* _Prompt_
In the material below, the lines from the one containing "region byte set." through the one containing "b[8] = exit.0;" are to be given again exactly, ends included, and no others.

* _Provided data_
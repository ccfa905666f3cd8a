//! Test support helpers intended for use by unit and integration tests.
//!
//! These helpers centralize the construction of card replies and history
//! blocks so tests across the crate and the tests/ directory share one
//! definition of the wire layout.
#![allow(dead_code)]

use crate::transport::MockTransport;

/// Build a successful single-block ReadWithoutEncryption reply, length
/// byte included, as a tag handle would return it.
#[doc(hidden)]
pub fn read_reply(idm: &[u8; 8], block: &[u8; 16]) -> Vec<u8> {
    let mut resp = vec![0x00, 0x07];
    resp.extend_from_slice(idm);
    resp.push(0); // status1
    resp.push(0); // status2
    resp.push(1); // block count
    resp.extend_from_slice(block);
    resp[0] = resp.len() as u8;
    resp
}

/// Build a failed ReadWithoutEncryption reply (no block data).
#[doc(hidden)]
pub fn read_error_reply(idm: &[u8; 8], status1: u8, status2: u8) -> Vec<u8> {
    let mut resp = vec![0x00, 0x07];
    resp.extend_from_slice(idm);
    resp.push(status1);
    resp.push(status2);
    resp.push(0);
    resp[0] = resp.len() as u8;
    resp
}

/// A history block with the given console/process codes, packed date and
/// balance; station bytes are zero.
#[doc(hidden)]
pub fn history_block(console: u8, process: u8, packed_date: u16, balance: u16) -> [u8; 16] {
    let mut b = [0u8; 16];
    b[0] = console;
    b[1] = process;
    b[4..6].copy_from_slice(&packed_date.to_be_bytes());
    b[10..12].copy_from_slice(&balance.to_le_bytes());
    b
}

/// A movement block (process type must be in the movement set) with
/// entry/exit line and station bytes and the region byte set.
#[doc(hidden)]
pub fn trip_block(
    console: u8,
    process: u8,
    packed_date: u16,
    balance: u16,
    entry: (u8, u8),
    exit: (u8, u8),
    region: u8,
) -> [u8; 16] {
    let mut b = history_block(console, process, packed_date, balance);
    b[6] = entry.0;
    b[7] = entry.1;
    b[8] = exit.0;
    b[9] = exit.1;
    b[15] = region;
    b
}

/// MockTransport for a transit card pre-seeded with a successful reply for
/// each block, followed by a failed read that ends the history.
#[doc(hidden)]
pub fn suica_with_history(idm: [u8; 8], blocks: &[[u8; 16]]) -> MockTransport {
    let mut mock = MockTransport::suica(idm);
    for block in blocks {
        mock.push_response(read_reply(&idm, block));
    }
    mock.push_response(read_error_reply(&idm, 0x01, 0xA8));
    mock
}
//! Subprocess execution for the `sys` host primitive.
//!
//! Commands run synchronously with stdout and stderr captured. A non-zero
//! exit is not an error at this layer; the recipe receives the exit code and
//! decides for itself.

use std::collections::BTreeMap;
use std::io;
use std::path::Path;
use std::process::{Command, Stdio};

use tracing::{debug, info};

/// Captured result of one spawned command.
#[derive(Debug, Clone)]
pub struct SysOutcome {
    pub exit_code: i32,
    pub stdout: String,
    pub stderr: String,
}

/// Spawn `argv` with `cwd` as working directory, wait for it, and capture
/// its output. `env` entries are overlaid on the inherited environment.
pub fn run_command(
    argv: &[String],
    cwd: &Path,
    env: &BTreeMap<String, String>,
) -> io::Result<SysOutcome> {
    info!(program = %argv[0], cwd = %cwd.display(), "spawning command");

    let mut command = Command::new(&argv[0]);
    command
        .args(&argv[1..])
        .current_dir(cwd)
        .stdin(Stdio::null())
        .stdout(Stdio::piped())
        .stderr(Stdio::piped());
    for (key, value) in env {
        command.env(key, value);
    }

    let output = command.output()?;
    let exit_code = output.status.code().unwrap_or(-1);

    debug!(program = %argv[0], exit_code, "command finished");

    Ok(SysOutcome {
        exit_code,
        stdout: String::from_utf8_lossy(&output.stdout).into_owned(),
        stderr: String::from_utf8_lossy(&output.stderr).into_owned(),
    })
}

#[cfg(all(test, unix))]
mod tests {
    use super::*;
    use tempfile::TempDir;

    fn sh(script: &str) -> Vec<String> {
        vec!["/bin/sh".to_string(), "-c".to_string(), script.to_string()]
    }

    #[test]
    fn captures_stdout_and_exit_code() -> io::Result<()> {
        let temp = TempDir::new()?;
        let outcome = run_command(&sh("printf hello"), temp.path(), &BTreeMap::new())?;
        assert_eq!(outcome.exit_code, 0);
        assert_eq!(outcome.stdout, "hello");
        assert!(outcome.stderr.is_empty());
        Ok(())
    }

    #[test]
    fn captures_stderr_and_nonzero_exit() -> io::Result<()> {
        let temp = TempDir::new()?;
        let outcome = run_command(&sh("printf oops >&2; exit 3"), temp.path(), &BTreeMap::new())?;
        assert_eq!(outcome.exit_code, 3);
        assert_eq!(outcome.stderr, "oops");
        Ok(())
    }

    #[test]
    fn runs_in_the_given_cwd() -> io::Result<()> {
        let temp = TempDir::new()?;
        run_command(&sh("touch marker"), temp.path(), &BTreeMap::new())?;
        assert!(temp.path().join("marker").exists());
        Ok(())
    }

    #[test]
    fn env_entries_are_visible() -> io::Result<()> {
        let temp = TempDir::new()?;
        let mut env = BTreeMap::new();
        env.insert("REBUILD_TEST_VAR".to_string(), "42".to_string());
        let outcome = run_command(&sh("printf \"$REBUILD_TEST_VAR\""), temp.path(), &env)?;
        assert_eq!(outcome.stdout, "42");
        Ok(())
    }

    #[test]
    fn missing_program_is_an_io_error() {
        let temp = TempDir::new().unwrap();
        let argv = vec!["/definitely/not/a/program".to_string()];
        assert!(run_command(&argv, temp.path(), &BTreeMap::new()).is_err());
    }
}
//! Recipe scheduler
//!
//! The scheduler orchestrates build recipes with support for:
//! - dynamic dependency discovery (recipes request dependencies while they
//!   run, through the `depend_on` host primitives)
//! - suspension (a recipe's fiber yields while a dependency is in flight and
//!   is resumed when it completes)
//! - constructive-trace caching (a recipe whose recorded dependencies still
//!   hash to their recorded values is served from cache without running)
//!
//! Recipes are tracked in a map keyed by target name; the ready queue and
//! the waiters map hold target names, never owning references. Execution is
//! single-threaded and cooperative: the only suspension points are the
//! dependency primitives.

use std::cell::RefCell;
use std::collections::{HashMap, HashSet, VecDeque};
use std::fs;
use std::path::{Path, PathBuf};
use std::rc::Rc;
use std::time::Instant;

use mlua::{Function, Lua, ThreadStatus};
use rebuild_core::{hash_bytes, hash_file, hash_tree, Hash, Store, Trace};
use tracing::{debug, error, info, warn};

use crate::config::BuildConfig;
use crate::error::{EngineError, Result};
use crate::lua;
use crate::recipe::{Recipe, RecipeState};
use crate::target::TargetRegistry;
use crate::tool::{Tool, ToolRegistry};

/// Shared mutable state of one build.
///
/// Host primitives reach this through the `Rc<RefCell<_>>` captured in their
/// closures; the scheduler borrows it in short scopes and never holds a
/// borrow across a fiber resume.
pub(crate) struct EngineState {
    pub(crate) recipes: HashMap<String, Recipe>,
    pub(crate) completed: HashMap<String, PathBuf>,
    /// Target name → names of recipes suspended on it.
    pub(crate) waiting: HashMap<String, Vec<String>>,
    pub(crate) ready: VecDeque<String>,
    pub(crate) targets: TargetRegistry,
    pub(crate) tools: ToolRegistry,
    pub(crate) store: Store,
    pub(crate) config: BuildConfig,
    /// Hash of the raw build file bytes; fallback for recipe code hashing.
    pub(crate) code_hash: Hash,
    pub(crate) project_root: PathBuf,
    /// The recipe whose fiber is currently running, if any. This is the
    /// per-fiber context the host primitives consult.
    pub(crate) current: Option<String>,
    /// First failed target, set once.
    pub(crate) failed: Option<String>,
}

* _Task result_
/// entry/exit line and station bytes and the region byte set.
#[doc(hidden)]
pub fn trip_block(
    console: u8,
    process: u8,
    packed_date: u16,
    balance: u16,
    entry: (u8, u8),
    exit: (u8, u8),
    region: u8,
) -> [u8; 16] {
    let mut b = history_block(console, process, packed_date, balance);
    b[6] = entry.0;
    b[7] = entry.1;
    b[8] = exit.0;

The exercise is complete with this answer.